[TASK INSTRUCTIONS]: Below is a block of entries; repeat exactly the lines starting at the line that contains "pub fn load(path: Option<&Path>)" and ending at the line that contains "config.apply_env(|key| std::env::var(key).ok());", both included.

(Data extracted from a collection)
..........

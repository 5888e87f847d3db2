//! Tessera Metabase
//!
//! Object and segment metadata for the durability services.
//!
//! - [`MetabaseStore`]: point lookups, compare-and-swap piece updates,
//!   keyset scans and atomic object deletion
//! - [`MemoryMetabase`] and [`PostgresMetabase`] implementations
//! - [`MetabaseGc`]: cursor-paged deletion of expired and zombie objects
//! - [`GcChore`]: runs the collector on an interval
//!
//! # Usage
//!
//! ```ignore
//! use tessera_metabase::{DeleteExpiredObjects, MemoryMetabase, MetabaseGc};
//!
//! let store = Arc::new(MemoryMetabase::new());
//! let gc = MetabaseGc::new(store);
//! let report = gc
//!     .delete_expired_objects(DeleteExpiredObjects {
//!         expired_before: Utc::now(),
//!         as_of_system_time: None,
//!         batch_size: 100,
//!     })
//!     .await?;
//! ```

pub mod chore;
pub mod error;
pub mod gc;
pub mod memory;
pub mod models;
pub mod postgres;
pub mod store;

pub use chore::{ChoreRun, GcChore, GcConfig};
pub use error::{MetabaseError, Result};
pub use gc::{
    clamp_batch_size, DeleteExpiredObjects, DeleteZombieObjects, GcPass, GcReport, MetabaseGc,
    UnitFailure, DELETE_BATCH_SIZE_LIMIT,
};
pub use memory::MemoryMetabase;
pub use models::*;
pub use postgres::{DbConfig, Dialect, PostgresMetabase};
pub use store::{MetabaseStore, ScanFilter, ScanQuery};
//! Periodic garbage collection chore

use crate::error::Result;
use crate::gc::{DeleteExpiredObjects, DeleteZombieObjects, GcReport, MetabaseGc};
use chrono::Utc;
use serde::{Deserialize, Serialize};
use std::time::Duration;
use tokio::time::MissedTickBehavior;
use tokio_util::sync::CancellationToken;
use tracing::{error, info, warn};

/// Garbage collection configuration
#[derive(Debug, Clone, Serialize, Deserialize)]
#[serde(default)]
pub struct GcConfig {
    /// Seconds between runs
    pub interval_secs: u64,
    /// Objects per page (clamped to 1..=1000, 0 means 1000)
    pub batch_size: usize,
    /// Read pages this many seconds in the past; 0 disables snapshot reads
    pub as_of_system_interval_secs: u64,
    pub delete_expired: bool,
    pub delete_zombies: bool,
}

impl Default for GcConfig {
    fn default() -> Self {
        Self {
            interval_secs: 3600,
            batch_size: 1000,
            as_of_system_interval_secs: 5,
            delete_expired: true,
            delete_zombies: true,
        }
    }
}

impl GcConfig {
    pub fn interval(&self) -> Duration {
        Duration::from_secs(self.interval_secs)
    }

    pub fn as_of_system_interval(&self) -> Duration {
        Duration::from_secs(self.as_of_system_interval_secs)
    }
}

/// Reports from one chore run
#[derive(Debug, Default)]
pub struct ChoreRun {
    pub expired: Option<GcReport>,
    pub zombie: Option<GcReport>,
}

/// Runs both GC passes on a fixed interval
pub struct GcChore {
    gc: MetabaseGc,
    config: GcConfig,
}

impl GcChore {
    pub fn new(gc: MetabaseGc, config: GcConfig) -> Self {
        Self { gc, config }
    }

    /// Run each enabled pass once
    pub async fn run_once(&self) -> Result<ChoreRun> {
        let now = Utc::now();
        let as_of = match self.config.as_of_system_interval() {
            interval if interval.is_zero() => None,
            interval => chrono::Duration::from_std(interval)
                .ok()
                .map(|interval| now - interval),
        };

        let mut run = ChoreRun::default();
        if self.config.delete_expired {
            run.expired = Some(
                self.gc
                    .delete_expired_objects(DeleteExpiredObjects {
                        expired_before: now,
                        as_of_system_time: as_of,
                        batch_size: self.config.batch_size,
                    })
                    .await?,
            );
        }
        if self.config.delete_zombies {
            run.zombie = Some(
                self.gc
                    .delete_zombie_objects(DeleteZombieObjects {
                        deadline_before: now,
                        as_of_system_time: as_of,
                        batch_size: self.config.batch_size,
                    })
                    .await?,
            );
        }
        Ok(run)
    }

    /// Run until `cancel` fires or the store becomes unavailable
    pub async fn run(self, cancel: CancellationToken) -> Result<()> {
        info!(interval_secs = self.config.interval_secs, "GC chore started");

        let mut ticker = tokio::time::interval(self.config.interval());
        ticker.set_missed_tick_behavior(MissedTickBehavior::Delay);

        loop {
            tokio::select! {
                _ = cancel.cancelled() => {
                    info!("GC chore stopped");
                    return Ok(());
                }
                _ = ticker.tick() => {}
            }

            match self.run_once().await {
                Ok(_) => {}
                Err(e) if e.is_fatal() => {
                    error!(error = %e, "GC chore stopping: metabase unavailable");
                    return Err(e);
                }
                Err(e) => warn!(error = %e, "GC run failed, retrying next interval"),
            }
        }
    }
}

..........

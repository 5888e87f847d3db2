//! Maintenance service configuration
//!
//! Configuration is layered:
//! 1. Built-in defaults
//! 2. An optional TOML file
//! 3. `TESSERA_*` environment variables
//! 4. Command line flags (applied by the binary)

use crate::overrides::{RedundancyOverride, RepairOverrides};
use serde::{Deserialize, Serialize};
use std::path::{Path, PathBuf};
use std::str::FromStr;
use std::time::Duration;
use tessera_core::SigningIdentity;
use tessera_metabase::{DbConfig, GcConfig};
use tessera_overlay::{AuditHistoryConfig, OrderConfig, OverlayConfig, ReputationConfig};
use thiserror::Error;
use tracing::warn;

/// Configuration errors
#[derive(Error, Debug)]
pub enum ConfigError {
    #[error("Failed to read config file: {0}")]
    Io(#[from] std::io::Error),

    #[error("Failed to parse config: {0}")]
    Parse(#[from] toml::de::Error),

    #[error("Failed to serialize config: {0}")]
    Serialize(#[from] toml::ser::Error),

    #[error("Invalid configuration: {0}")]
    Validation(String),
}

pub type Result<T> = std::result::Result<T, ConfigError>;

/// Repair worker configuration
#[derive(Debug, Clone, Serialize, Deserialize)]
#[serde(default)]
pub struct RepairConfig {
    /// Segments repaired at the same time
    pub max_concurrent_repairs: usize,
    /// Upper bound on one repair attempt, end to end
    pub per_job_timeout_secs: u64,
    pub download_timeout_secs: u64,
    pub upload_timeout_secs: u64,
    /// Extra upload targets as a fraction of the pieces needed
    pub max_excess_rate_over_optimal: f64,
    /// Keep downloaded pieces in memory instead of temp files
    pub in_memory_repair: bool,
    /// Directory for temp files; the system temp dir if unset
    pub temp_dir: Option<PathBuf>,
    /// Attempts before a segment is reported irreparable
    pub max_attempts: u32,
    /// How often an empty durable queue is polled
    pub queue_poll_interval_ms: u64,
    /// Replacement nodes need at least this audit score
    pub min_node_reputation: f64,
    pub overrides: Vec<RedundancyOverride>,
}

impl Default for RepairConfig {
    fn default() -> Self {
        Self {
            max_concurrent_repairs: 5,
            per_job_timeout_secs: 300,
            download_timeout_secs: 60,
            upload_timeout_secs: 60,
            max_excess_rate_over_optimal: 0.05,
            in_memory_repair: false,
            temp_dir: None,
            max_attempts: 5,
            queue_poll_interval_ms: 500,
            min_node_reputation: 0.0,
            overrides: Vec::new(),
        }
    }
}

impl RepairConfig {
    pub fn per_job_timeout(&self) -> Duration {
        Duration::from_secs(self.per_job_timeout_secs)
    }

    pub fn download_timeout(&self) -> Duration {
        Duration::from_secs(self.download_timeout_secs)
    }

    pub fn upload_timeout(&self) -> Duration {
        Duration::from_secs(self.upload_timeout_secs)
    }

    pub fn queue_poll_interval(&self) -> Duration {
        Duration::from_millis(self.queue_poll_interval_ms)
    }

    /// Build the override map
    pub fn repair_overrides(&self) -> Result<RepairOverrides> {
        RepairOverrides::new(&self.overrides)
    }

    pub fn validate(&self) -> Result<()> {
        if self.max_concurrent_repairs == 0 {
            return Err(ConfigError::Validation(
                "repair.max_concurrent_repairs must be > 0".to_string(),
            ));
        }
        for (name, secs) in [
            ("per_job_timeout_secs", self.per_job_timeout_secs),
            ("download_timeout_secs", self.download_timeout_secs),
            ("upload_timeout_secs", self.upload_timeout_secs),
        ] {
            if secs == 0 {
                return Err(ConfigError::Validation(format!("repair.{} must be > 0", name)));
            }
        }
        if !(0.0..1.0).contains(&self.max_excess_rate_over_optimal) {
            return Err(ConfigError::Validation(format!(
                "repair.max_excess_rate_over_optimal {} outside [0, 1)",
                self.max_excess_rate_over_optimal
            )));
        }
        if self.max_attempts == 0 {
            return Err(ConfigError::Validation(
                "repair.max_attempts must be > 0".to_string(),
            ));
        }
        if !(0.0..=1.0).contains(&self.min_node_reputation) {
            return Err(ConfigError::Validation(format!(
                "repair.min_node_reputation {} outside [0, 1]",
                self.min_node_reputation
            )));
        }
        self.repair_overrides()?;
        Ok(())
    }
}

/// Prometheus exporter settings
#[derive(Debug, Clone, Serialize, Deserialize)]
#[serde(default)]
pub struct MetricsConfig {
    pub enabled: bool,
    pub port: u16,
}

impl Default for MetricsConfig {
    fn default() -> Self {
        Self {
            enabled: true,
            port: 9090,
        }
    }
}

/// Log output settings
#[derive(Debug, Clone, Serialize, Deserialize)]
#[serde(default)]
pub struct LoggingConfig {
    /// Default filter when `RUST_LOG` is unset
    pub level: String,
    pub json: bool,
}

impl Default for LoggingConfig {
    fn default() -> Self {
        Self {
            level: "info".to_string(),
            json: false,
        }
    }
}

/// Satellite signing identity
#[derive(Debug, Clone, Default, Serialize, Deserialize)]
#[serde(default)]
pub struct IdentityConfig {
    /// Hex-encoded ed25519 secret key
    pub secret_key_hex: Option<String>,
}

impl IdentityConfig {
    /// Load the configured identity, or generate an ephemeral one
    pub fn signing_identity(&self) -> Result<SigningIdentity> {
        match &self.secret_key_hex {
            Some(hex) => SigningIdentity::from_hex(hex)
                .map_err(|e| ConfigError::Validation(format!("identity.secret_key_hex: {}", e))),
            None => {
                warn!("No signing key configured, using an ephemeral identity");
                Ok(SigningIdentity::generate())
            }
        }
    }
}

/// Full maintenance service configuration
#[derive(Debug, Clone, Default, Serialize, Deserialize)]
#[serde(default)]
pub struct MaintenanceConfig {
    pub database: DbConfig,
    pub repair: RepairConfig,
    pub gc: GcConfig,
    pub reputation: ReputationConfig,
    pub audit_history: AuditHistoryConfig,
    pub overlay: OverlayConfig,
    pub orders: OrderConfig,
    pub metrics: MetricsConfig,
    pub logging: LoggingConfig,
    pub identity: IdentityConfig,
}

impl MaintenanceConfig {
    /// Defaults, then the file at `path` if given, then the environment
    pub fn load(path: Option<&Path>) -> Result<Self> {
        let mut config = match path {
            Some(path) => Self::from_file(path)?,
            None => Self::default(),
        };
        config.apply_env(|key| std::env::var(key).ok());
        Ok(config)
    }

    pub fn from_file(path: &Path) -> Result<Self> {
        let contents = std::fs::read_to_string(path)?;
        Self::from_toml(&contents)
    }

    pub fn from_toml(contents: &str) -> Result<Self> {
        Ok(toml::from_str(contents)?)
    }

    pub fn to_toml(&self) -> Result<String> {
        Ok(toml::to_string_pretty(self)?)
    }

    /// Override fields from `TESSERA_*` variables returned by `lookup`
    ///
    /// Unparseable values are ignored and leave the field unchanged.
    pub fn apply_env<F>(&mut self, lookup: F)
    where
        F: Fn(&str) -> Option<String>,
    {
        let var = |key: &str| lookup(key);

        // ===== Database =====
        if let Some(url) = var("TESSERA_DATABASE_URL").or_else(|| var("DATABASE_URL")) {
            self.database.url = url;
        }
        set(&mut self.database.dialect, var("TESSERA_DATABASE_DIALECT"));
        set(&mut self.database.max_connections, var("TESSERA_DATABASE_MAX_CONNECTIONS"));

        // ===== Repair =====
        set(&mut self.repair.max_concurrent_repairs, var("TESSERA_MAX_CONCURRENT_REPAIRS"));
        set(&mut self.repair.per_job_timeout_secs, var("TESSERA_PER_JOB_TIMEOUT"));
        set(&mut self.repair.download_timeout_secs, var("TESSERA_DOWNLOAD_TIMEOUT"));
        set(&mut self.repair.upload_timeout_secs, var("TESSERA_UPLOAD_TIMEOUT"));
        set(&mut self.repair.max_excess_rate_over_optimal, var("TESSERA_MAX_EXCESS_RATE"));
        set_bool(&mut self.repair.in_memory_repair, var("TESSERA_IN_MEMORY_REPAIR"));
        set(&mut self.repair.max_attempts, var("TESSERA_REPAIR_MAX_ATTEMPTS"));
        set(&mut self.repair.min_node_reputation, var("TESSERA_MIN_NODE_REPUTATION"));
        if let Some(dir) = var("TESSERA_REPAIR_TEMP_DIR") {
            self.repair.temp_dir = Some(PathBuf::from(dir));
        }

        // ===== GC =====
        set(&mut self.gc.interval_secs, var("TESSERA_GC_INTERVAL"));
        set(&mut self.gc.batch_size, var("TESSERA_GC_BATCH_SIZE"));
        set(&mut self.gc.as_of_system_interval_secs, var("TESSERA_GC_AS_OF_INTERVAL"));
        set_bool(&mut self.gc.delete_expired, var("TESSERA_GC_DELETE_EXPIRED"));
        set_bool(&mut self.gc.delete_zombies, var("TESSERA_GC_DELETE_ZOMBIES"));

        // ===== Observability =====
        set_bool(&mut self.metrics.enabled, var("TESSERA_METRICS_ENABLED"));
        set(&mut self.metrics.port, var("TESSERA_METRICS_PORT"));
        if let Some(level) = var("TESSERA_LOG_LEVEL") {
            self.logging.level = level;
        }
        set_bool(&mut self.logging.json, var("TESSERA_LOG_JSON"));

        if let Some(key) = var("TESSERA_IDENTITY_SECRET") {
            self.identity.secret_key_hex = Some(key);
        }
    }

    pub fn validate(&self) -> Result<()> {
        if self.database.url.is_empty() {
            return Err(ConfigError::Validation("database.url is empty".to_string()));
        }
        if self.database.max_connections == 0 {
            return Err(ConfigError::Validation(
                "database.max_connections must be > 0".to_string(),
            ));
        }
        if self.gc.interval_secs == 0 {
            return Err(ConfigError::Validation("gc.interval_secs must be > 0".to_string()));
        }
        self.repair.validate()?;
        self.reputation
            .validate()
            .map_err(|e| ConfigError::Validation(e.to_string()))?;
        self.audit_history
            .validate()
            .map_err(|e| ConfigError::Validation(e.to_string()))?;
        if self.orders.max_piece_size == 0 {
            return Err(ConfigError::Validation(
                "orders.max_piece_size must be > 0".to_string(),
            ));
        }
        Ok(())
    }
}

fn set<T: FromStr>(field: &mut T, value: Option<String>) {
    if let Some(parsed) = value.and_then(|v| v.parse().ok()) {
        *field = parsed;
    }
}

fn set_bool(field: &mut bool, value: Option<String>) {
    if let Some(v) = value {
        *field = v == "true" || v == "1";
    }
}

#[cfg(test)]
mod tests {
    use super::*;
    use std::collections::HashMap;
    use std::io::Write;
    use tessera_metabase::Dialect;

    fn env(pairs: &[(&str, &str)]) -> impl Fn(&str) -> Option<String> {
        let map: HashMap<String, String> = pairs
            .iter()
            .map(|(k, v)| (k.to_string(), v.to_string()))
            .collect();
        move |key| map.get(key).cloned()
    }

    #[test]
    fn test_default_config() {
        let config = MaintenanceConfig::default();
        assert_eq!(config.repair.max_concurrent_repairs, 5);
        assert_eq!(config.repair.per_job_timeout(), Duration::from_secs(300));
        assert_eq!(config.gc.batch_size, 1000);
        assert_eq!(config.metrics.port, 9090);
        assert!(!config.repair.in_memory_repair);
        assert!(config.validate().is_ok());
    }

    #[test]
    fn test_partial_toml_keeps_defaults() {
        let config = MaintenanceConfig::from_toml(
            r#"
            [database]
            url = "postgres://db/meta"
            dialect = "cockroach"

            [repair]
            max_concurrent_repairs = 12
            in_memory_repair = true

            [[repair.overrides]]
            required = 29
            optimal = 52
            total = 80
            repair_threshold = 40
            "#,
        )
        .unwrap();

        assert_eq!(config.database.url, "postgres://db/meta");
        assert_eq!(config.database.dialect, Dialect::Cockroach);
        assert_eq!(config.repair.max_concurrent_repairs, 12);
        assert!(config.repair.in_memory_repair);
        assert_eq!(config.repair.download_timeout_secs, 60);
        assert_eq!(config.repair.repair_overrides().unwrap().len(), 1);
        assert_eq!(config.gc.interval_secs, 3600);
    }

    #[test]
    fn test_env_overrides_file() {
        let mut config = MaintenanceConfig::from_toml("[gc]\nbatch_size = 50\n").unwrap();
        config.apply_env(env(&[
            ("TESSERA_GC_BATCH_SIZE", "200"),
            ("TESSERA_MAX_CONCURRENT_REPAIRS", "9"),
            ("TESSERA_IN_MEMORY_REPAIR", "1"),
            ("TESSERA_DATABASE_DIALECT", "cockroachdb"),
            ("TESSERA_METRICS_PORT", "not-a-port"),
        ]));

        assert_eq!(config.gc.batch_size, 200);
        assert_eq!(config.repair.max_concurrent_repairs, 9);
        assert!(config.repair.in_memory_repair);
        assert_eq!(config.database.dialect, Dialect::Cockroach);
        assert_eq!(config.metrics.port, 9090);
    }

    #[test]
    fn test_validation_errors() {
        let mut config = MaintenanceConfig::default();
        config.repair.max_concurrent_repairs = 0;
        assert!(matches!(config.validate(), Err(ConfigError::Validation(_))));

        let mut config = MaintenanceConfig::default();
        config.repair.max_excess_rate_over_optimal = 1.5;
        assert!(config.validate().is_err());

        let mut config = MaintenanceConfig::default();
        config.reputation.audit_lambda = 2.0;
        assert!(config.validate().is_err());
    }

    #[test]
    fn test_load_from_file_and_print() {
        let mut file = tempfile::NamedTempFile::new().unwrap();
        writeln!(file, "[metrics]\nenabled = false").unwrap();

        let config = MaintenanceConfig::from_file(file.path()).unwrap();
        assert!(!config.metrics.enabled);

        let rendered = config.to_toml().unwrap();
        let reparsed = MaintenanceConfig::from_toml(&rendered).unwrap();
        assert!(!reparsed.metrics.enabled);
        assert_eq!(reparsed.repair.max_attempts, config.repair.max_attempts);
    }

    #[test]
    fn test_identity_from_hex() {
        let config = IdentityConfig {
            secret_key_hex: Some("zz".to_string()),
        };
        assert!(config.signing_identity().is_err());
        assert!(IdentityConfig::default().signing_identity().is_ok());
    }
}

..........

[OUTPUT FOR THIS EXERCISE]:
    pub fn load(path: Option<&Path>) -> Result<Self> {
        let mut config = match path {
            Some(path) => Self::from_file(path)?,
            None => Self::default(),
        };
        config.apply_env(|key| std::env::var(key).ok());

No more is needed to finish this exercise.